À Caen, il avait acheté une vingtaine de parkings. « Nous avons connu à nouveau des déboires parce que la plupart ne trouvaient pas preneurs. Nous nous sommes interrogés et nous avons transformé ces parkings en boxes. Nous n’avons plus eu aucun problème pour les louer et nous avons revendu plus tard avec une plus-value confortable. »
La transformation d’un parking en box constitue aussi une stratégie. « Le mécanisme permet d’augmenter la rentabilité de 40 à 60 %. En moyenne, il faut compter 3 000 à 4 000 euros pour transformer un parking souterrain en box, mais ce coût est absorbé par l’augmentation de la valeur locative, l’augmentation de la valeur vénale et une plus grande capacité à louer. » Un parking en box voit sa zone de chalandise élargie quand un simple parking ouvert n’intéresse bien souvent que les résidents de l’immeuble situé au-dessus ou à côté.

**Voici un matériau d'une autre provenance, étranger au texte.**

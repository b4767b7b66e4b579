// Copyright 2020 - developers of the `tlgram` project.
//
// Licensed under the Apache License, Version 2.0 <LICENSE-APACHE or
// https://www.apache.org/licenses/LICENSE-2.0> or the MIT license
// <LICENSE-MIT or https://opensource.org/licenses/MIT>, at your
// option. This file may not be copied, modified, or distributed
// except according to those terms.

use std::time::Duration;
use web_time::Instant;

/// A cancellable timeout for web platforms.
/// It is simply a wrapper around `window.setTimeout` but also makes
/// sure to clear the timeout when dropped to avoid leaking timers.
#[cfg(all(target_arch = "wasm32", target_os = "unknown"))]
pub struct Timeout {
    handle: std::cell::OnceCell<i32>,
    inner: wasm_bindgen_futures::JsFuture,
}

#[cfg(all(target_arch = "wasm32", target_os = "unknown"))]
impl std::future::Future for Timeout {
    type Output = ();

    fn poll(
        self: std::pin::Pin<&mut Self>,
        cx: &mut std::task::Context<'_>,
    ) -> std::task::Poll<Self::Output> {
        std::pin::Pin::new(&mut self.get_mut().inner)
            .poll(cx)
            .map(|_| ())
    }
}

#[cfg(all(target_arch = "wasm32", target_os = "unknown"))]
impl Drop for Timeout {
    fn drop(&mut self) {
        if let Some(handle) = self.handle.get() {
            web_sys::window()
                .unwrap()
                .clear_timeout_with_handle(*handle);
        }
    }
}

#[cfg(all(target_arch = "wasm32", target_os = "unknown"))]
impl Timeout {
    pub fn new(duration: Duration) -> Self {
        use wasm_bindgen_futures::js_sys;

        let handle = std::cell::OnceCell::new();
        let mut cb = |resolve: js_sys::Function, _reject: js_sys::Function| {
            handle
                .set(
                    web_sys::window()
                        .unwrap()
                        .set_timeout_with_callback_and_timeout_and_arguments_0(
                            &resolve,
                            duration.as_millis() as i32,
                        )
                        .unwrap(),
                )
                .expect("timeout already set");
        };

        let inner = wasm_bindgen_futures::JsFuture::from(js_sys::Promise::new(&mut cb));
        Self { handle, inner }
    }
}

/// a web-friendly version of `tokio::time::sleep`
pub async fn sleep(duration: Duration) {
    #[cfg(not(all(target_arch = "wasm32", target_os = "unknown")))]
    {
        return tokio::time::sleep(duration).await;
    }
    #[cfg(all(target_arch = "wasm32", target_os = "unknown"))]
    {
        Timeout::new(duration).await;
    }
}

/// a web-friendly version of `tokio::time::sleep_until`
pub async fn sleep_until(deadline: Instant) {
    #[cfg(not(all(target_arch = "wasm32", target_os = "unknown")))]
    {
        return tokio::time::sleep_until(deadline.into()).await;
    }
    #[cfg(all(target_arch = "wasm32", target_os = "unknown"))]
    {
        Timeout::new(deadline - Instant::now()).await;
    }
}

Dans le même esprit, les deux hommes évoquent l’installation de bornes électriques devenues un atout pour louer : le locataire y verra son avantage, la recharge privée demeurant bien moins chère que la recharge publique.
Christophe Martin cite encore d’autres stratégies tournées vers le changement d’usage. Par exemple, en transformant un parking en garde-meubles. Attention toutefois, car la réglementation incendie n’est plus la même, et le règlement de copropriété peut aussi s’y opposer. « Il ne faut pas se cantonner sur l’usage basique du bien immobilier, il faut aussi être précurseur », estime Christophe Martin. Et comme tout investissement, bien penser sa stratégie de départ.
FOCUS
Le CIPG, groupe d’entraide
Lancé en 2012 par Christophe Martin, ce Groupe d’entraide accompagne les particuliers dans leurs investissements et dans leur gestion locative au quotidien. D’un site de petites annonces, il est peu à peu devenu une plateforme d’entraide et un centre de ressources pour les propriétaires qui investissent dans les garages et parkings.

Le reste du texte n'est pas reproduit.